| Brief |
All lines of the data shown below should be output exactly as they stand.

Stored data entries:
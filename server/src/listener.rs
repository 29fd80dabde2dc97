//! Listener and stream wrappers over the three transports.
//!
//! Listeners run in non-blocking mode so the accept loop can interleave
//! accepts with shutdown checks; accepted streams are switched back to
//! blocking before they are handed to a worker. TLS connections wrap the
//! TCP stream in `rustls::StreamOwned`, so the handshake is driven by the
//! worker's first read or write.

use std::io::{self, Read, Write};
use std::net::{TcpListener, TcpStream};
#[cfg(unix)]
use std::os::unix::fs::PermissionsExt;
#[cfg(unix)]
use std::os::unix::net::{UnixListener, UnixStream};
#[cfg(unix)]
use std::path::Path;
use std::sync::Arc;
use std::time::Duration;

use rustls::{ServerConnection, StreamOwned};

pub(crate) enum Listener {
    Tcp(TcpListener),
    Tls(TcpListener, Arc<rustls::ServerConfig>),
    #[cfg(unix)]
    Unix(UnixListener),
}

impl Listener {
    pub(crate) fn bind_tcp(addr: &str) -> io::Result<Listener> {
        let listener = TcpListener::bind(addr)?;
        listener.set_nonblocking(true)?;
        Ok(Listener::Tcp(listener))
    }

    pub(crate) fn bind_tls(addr: &str, config: Arc<rustls::ServerConfig>) -> io::Result<Listener> {
        let listener = TcpListener::bind(addr)?;
        listener.set_nonblocking(true)?;
        Ok(Listener::Tls(listener, config))
    }

    /// Bind a Unix socket and apply `mode` (e.g. `0o700`) to it.
    #[cfg(unix)]
    pub(crate) fn bind_unix(path: &Path, mode: u32) -> io::Result<Listener> {
        let listener = UnixListener::bind(path)?;
        std::fs::set_permissions(path, std::fs::Permissions::from_mode(mode))?;
        listener.set_nonblocking(true)?;
        Ok(Listener::Unix(listener))
    }

    /// Accept one connection. Yields `WouldBlock` when no client is
    /// pending, which the accept loop treats as a poll tick.
    pub(crate) fn accept(&self) -> io::Result<WireStream> {
        match self {
            Listener::Tcp(listener) => {
                let (stream, _addr) = listener.accept()?;
                stream.set_nonblocking(false)?;
                stream.set_nodelay(true)?;
                Ok(WireStream::Tcp(stream))
            }
            Listener::Tls(listener, config) => {
                let (stream, _addr) = listener.accept()?;
                stream.set_nonblocking(false)?;
                stream.set_nodelay(true)?;
                let conn = ServerConnection::new(config.clone()).map_err(io::Error::other)?;
                Ok(WireStream::Tls(Box::new(StreamOwned::new(conn, stream))))
            }
            #[cfg(unix)]
            Listener::Unix(listener) => {
                let (stream, _addr) = listener.accept()?;
                stream.set_nonblocking(false)?;
                Ok(WireStream::Unix(stream))
            }
        }
    }

    /// The bound address, mostly so tests can bind port 0.
    pub(crate) fn local_addr(&self) -> Option<std::net::SocketAddr> {
        match self {
            Listener::Tcp(listener) | Listener::Tls(listener, _) => listener.local_addr().ok(),
            #[cfg(unix)]
            Listener::Unix(_) => None,
        }
    }
}

/// One accepted connection, owned by its worker.
pub(crate) enum WireStream {
    Tcp(TcpStream),
    Tls(Box<StreamOwned<ServerConnection, TcpStream>>),
    #[cfg(unix)]
    Unix(UnixStream),
}

impl WireStream {
    /// Set or clear the read deadline on the underlying socket.
    pub(crate) fn set_read_timeout(&self, timeout: Option<Duration>) -> io::Result<()> {
        match self {
            WireStream::Tcp(stream) => stream.set_read_timeout(timeout),
            WireStream::Tls(stream) => stream.sock.set_read_timeout(timeout),
            #[cfg(unix)]
            WireStream::Unix(stream) => stream.set_read_timeout(timeout),
        }
    }
}

impl Read for WireStream {
    fn read(&mut self, buf: &mut [u8]) -> io::Result<usize> {
        match self {
            WireStream::Tcp(stream) => stream.read(buf),
            WireStream::Tls(stream) => stream.read(buf),
            #[cfg(unix)]
            WireStream::Unix(stream) => stream.read(buf),
        }
    }
}

impl Write for WireStream {
    fn write(&mut self, buf: &[u8]) -> io::Result<usize> {
        match self {
            WireStream::Tcp(stream) => stream.write(buf),
            WireStream::Tls(stream) => stream.write(buf),
            #[cfg(unix)]
            WireStream::Unix(stream) => stream.write(buf),
        }
    }

    fn flush(&mut self) -> io::Result<()> {
        match self {
            WireStream::Tcp(stream) => stream.flush(),
            WireStream::Tls(stream) => stream.flush(),
            #[cfg(unix)]
            WireStream::Unix(stream) => stream.flush(),
        }
    }
}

| Output for this task |
filename server/src/listener.rs
repository 29fd80dabde2dc97
//! Listener and stream wrappers over the three transports.
//!
//! Listeners run in non-blocking mode so the accept loop can interleave
//! accepts with shutdown checks; accepted streams are switched back to
//! blocking before they are handed to a worker. TLS connections wrap the
//! TCP stream in `rustls::StreamOwned`, so the handshake is driven by the
//! worker's first read or write.

use std::io::{self, Read, Write};
use std::net::{TcpListener, TcpStream};
#[cfg(unix)]
use std::os::unix::fs::PermissionsExt;
#[cfg(unix)]
use std::os::unix::net::{UnixListener, UnixStream};
#[cfg(unix)]
use std::path::Path;
use std::sync::Arc;
use std::time::Duration;

use rustls::{ServerConnection, StreamOwned};

pub(crate) enum Listener {
    Tcp(TcpListener),
    Tls(TcpListener, Arc<rustls::ServerConfig>),
    #[cfg(unix)]
    Unix(UnixListener),
}

impl Listener {
    pub(crate) fn bind_tcp(addr: &str) -> io::Result<Listener> {
        let listener = TcpListener::bind(addr)?;
        listener.set_nonblocking(true)?;
        Ok(Listener::Tcp(listener))
    }

    pub(crate) fn bind_tls(addr: &str, config: Arc<rustls::ServerConfig>) -> io::Result<Listener> {
        let listener = TcpListener::bind(addr)?;
        listener.set_nonblocking(true)?;
        Ok(Listener::Tls(listener, config))
    }

    /// Bind a Unix socket and apply `mode` (e.g. `0o700`) to it.
    #[cfg(unix)]
    pub(crate) fn bind_unix(path: &Path, mode: u32) -> io::Result<Listener> {
        let listener = UnixListener::bind(path)?;
        std::fs::set_permissions(path, std::fs::Permissions::from_mode(mode))?;
        listener.set_nonblocking(true)?;
        Ok(Listener::Unix(listener))
    }

    /// Accept one connection. Yields `WouldBlock` when no client is
    /// pending, which the accept loop treats as a poll tick.
    pub(crate) fn accept(&self) -> io::Result<WireStream> {
        match self {
            Listener::Tcp(listener) => {
                let (stream, _addr) = listener.accept()?;
                stream.set_nonblocking(false)?;
                stream.set_nodelay(true)?;
                Ok(WireStream::Tcp(stream))
            }
            Listener::Tls(listener, config) => {
                let (stream, _addr) = listener.accept()?;
                stream.set_nonblocking(false)?;
                stream.set_nodelay(true)?;
                let conn = ServerConnection::new(config.clone()).map_err(io::Error::other)?;
                Ok(WireStream::Tls(Box::new(StreamOwned::new(conn, stream))))
            }
            #[cfg(unix)]
            Listener::Unix(listener) => {
                let (stream, _addr) = listener.accept()?;
                stream.set_nonblocking(false)?;
                Ok(WireStream::Unix(stream))
            }
        }
    }

    /// The bound address, mostly so tests can bind port 0.
    pub(crate) fn local_addr(&self) -> Option<std::net::SocketAddr> {
        match self {
            Listener::Tcp(listener) | Listener::Tls(listener, _) => listener.local_addr().ok(),
            #[cfg(unix)]
            Listener::Unix(_) => None,
        }
    }
}

/// One accepted connection, owned by its worker.
pub(crate) enum WireStream {
    Tcp(TcpStream),
    Tls(Box<StreamOwned<ServerConnection, TcpStream>>),
    #[cfg(unix)]
    Unix(UnixStream),
}

impl WireStream {
    /// Set or clear the read deadline on the underlying socket.
    pub(crate) fn set_read_timeout(&self, timeout: Option<Duration>) -> io::Result<()> {
        match self {
            WireStream::Tcp(stream) => stream.set_read_timeout(timeout),
            WireStream::Tls(stream) => stream.sock.set_read_timeout(timeout),
            #[cfg(unix)]
            WireStream::Unix(stream) => stream.set_read_timeout(timeout),
        }
    }
}

impl Read for WireStream {
    fn read(&mut self, buf: &mut [u8]) -> io::Result<usize> {
        match self {
            WireStream::Tcp(stream) => stream.read(buf),
            WireStream::Tls(stream) => stream.read(buf),
            #[cfg(unix)]
            WireStream::Unix(stream) => stream.read(buf),
        }
    }
}

impl Write for WireStream {
    fn write(&mut self, buf: &[u8]) -> io::Result<usize> {
        match self {
            WireStream::Tcp(stream) => stream.write(buf),
            WireStream::Tls(stream) => stream.write(buf),
            #[cfg(unix)]
            WireStream::Unix(stream) => stream.write(buf),
        }
    }

    fn flush(&mut self) -> io::Result<()> {
        match self {
            WireStream::Tcp(stream) => stream.flush(),
            WireStream::Tls(stream) => stream.flush(),
            #[cfg(unix)]
            WireStream::Unix(stream) => stream.flush(),
        }
    }
}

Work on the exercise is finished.